Mit Beschluß des Amtsgerichts - Familiengericht - vom 24. April 2003 wurde der Antragstellerin für den ersten Rechtszug des Scheidungsverfahrens Prozeßkostenhilfe mit einer monatlichen Ratenzahlung von 45 € bewilligt. Das Familiengericht ging dabei von dem vom Antragsgegner gezahlten Barunterhaltin Höhe von insgesamt 1.554 € für die Antragstellerin und die beiden 1994 und 1997 geborenen, bei ihr lebenden Kinder aus sowie als weiterem Einkommen von dem monatlichen Kindergeld in Höhe von 308 €. Von dem Gesamteinkommen von 1.862 € zog das Familiengericht Beträge in Höhe von 157 € (halber Eckregelsatz als Mehrbedarf für Erwerbstätige), 360 € (Parteifreibetrag), 750 € (Kosten für Unterkunft und Heizung) sowie von 462 € (sonstiger Unterhaltsfreibetrag ) ab, so daß ein einzusetzendes Einkommen von 133 € verblieb.
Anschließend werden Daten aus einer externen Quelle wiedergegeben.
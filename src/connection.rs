//! Connection factory
//!
//! Builds connection strings for the fixed identities and opens client
//! connections with bounded retry across the server's startup window.
//!
//! Connection string format:
//! `user:password@unix(/path/to/socket)/database?charset=utf8mb4&parseTime=true&loc=UTC`

use std::fmt;
use std::path::{Path, PathBuf};
use std::str::FromStr;
use std::time::Duration;

use lazy_static::lazy_static;
use mysql_async::{Conn, Opts, OptsBuilder};
use regex::Regex;
use tracing::{debug, warn};

use crate::error::{Error, Result};

/// Attempts made by [`connect`] before giving up
pub const CONNECT_RETRIES: u32 = 10;
/// Pause between connection attempts
pub const CONNECT_RETRY_DELAY: Duration = Duration::from_millis(100);

pub const ADMIN_USER: &str = "root";
pub const READONLY_USER: &str = "readonly";
pub const READONLY_PASSWORD: &str = "readonly";

const DEFAULT_CHARSET: &str = "utf8mb4";
const DEFAULT_LOC: &str = "UTC";

lazy_static! {
    static ref DSN_RE: Regex = Regex::new(
        r"^(?P<user>[^:@]*)(?::(?P<pass>[^@]*))?@unix\((?P<socket>[^)]+)\)/(?P<db>[^?/]*)(?:\?(?P<params>.*))?$"
    )
    .expect("DSN pattern is valid");
}

/// Fixed identities known to the harness
#[derive(Debug, Clone, Copy, PartialEq, Eq)]
pub enum Principal {
    /// `root`, no password, all privileges
    Admin,
    /// `readonly`/`readonly`, `SELECT` on everything; created by bootstrap
    ReadOnly,
}

impl Principal {
    pub fn user(&self) -> &'static str {
        match self {
            Principal::Admin => ADMIN_USER,
            Principal::ReadOnly => READONLY_USER,
        }
    }

    pub fn credential(&self) -> &'static str {
        match self {
            Principal::Admin => "",
            Principal::ReadOnly => READONLY_PASSWORD,
        }
    }
}

/// Parsed connection string
#[derive(Debug, Clone, PartialEq, Eq)]
pub struct Dsn {
    pub user: String,
    pub password: String,
    pub socket: PathBuf,
    /// Empty for a connection without a current database
    pub database: String,
    pub charset: String,
    pub parse_time: bool,
    /// Session time zone: `UTC`, `Local` or `±HH:MM`
    pub loc: String,
}

impl Dsn {
    pub fn new(
        user: impl Into<String>,
        password: impl Into<String>,
        socket: impl Into<PathBuf>,
        database: impl Into<String>,
    ) -> Self {
        Dsn {
            user: user.into(),
            password: password.into(),
            socket: socket.into(),
            database: database.into(),
            charset: DEFAULT_CHARSET.to_string(),
            parse_time: true,
            loc: DEFAULT_LOC.to_string(),
        }
    }

    pub fn for_principal(principal: Principal, socket: &Path, database: &str) -> Self {
        Dsn::new(principal.user(), principal.credential(), socket, database)
    }

    pub fn parse(s: &str) -> Result<Self> {
        let caps = DSN_RE
            .captures(s)
            .ok_or_else(|| Error::InvalidDsn(format!("malformed connection string '{}'", s)))?;
        let field = |name: &str| caps.name(name).map_or("", |m| m.as_str());

        let mut dsn = Dsn::new(field("user"), field("pass"), field("socket"), field("db"));
        if dsn.user.is_empty() {
            return Err(Error::InvalidDsn("missing user".to_string()));
        }

        for param in field("params").split('&').filter(|p| !p.is_empty()) {
            let (key, value) = param
                .split_once('=')
                .ok_or_else(|| Error::InvalidDsn(format!("parameter '{}' has no value", param)))?;
            let value = decode_param(value);
            match key {
                "charset" => dsn.charset = value,
                "parseTime" => {
                    dsn.parse_time = value.parse().map_err(|_| {
                        Error::InvalidDsn(format!("parseTime must be true or false, got '{}'", value))
                    })?
                }
                "loc" => dsn.loc = value,
                other => {
                    return Err(Error::InvalidDsn(format!("unknown parameter '{}'", other)));
                }
            }
        }

        dsn.session_time_zone()?;
        Ok(dsn)
    }

    /// Value for `SET time_zone` derived from `loc`
    fn session_time_zone(&self) -> Result<String> {
        if self.loc.eq_ignore_ascii_case("UTC") {
            return Ok("UTC".to_string());
        }
        if self.loc == "Local" {
            return Ok("SYSTEM".to_string());
        }
        let offset = self.loc.as_bytes();
        let valid = offset.len() == 6
            && matches!(offset[0], b'+' | b'-')
            && offset[1..3].iter().all(u8::is_ascii_digit)
            && offset[3] == b':'
            && offset[4..6].iter().all(u8::is_ascii_digit);
        if valid {
            Ok(self.loc.clone())
        } else {
            Err(Error::InvalidDsn(format!("unsupported loc '{}'", self.loc)))
        }
    }

    /// Client options for this connection string
    pub fn to_opts(&self) -> Result<Opts> {
        let time_zone = self.session_time_zone()?;
        let builder = OptsBuilder::default()
            .socket(Some(self.socket.to_string_lossy().into_owned()))
            .user(Some(self.user.clone()))
            .pass(Some(self.password.clone()).filter(|p| !p.is_empty()))
            .db_name(Some(self.database.clone()).filter(|db| !db.is_empty()))
            .prefer_socket(false)
            .max_allowed_packet(Some(16_777_216))
            .wait_timeout(Some(28_800))
            .init(vec![
                format!("SET NAMES {}", self.charset),
                format!("SET time_zone = '{}'", time_zone),
            ]);
        Ok(Opts::from(builder))
    }
}

impl fmt::Display for Dsn {
    fn fmt(&self, f: &mut fmt::Formatter<'_>) -> fmt::Result {
        write!(
            f,
            "{}:{}@unix({})/{}?charset={}&parseTime={}&loc={}",
            self.user,
            self.password,
            self.socket.display(),
            self.database,
            self.charset,
            self.parse_time,
            self.loc
        )
    }
}

impl FromStr for Dsn {
    type Err = Error;

    fn from_str(s: &str) -> Result<Self> {
        Dsn::parse(s)
    }
}

fn decode_param(value: &str) -> String {
    value
        .replace("%2B", "+")
        .replace("%2b", "+")
        .replace("%3A", ":")
        .replace("%3a", ":")
        .replace("%2F", "/")
        .replace("%2f", "/")
}

// ============ Connecting ============

/// Parse `dsn` and connect, retrying across the startup window
pub async fn connect(dsn: &str) -> Result<Conn> {
    let dsn = Dsn::parse(dsn)?;
    connect_with(&dsn, CONNECT_RETRIES, CONNECT_RETRY_DELAY).await
}

/// Connect with an explicit retry budget; the last error is returned when
/// every attempt fails
pub async fn connect_with(dsn: &Dsn, attempts: u32, delay: Duration) -> Result<Conn> {
    let opts = dsn.to_opts()?;
    let attempts = attempts.max(1);

    let mut attempt = 1;
    loop {
        match Conn::new(opts.clone()).await {
            Ok(conn) => return Ok(conn),
            Err(e) if attempt < attempts => {
                debug!(attempt, error = %e, socket = %dsn.socket.display(), "Connection attempt failed");
                tokio::time::sleep(delay).await;
                attempt += 1;
            }
            Err(e) => {
                warn!(attempts, error = %e, socket = %dsn.socket.display(), "Giving up connecting");
                return Err(Error::Connect {
                    attempts,
                    source: e,
                });
            }
        }
    }
}

// ============ Helpers bound to the process-wide server ============

/// Connection string for arbitrary credentials against the shared socket
pub fn build_dsn(user: &str, credential: &str, database: &str) -> String {
    Dsn::new(user, credential, crate::global().socket_path(), database).to_string()
}

/// Connection string for one of the fixed identities
pub fn dsn_for(principal: Principal, database: &str) -> String {
    build_dsn(principal.user(), principal.credential(), database)
}

/// Admin connection string without a database
pub fn get_dsn() -> String {
    dsn_for(Principal::Admin, "")
}

pub fn get_dsn_with_db(database: &str) -> String {
    dsn_for(Principal::Admin, database)
}

pub fn get_readonly_dsn_with_db(database: &str) -> String {
    dsn_for(Principal::ReadOnly, database)
}

/// Admin connection without a database
pub async fn get_conn() -> Result<Conn> {
    connect(&get_dsn()).await
}

pub async fn get_conn_with_db(database: &str) -> Result<Conn> {
    connect(&get_dsn_with_db(database)).await
}

pub async fn get_readonly_conn_with_db(database: &str) -> Result<Conn> {
    connect(&get_readonly_dsn_with_db(database)).await
}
Auf Antrag der Antragstellerin, die Ratenzahlungsverpflichtung aufzuheben , weil sie selbst lediglich über einen Trennungsunterhalt in Höhe von 1.035 € verfüge, erließ der Rechtspfleger des Amtsgerichts am 4. September 2003 einen Beschluß, mit dem er die von der Antragstellerin zu leistenden Ratenzahlungen von 45 € auf 75 € erhöhte, obwohl sich die persönlichen und wirtschaftlichen Verhältnisse nicht geändert hatten. Dagegen hat die Antragstellerin sofortige Beschwerde eingelegt, mit der sie weiterhin Gewährung ratenfreier Prozeßkostenhilfe erstrebt hat. Das Oberlandesgericht hat den angefochtenen Beschluß mit der Maßgabe aufgehoben, daß die Antragstellerin auf die Kosten der Prozeßführung monatliche Raten von 45 € anstelle der im Beschluß vom 4. September 2003 festgesetzten Raten von 75 € zu entrichten hat. Mit der hiergegen gerichteten - zugelassenen - Rechtsbeschwerde verfolgt die Antragstellerin ihr bisheriges Begehren weiter.
II.
1. Die Rechtsbeschwerde ist zulässig, weil das Beschwerdegericht sie gemäß § 574 Abs. 1 Nr. 2 ZPO zur Sicherung einer einheitlichen Rechtspre-chung zugelassen hat. Daran ist der Senat gebunden (§ 574 Abs. 3 Satz 2 ZPO). Zwar kommt eine Zulassung der Rechtsbeschwerde bei der Bewilligung von Prozeßkostenhilfe unter dem Gesichtspunkt der grundsätzlichen Bedeutung der Rechtssache (§ 574 Abs. 2 Nr. 1 ZPO) oder der Fortbildung des Rechts oder der Sicherung einer einheitlichen Rechtsprechung (§ 574 Abs. 2 Nr. 2 ZPO) nur in Betracht, wenn es um Fragen des Verfahrens der Prozeßkostenhilfe oder der persönlichen Voraussetzungen ihrer Bewilligung geht (Senatsbeschluß vom 4. August 2004 - XII ZA 6/04 - FamRZ 2004, 1633, 1634; BGH Beschluß vom 21. November 2002 - V ZB 40/02 - FamRZ 2003, 671). Das ist hier indessen der Fall, da die Antragstellerin geltend macht, die Voraussetzungen ratenfreier Prozeßkostenhilfe lägen vor. 2. Die Rechtsbeschwerde hat in der Sache aber keinen Erfolg. Der Antragstellerin ist keine zu hohe Ratenzahlungsverpflichtung auferlegt worden. Es verbleibt vielmehr bei den nach dem Beschluß vom 24. April 2003 aufzubringenden Zahlungen.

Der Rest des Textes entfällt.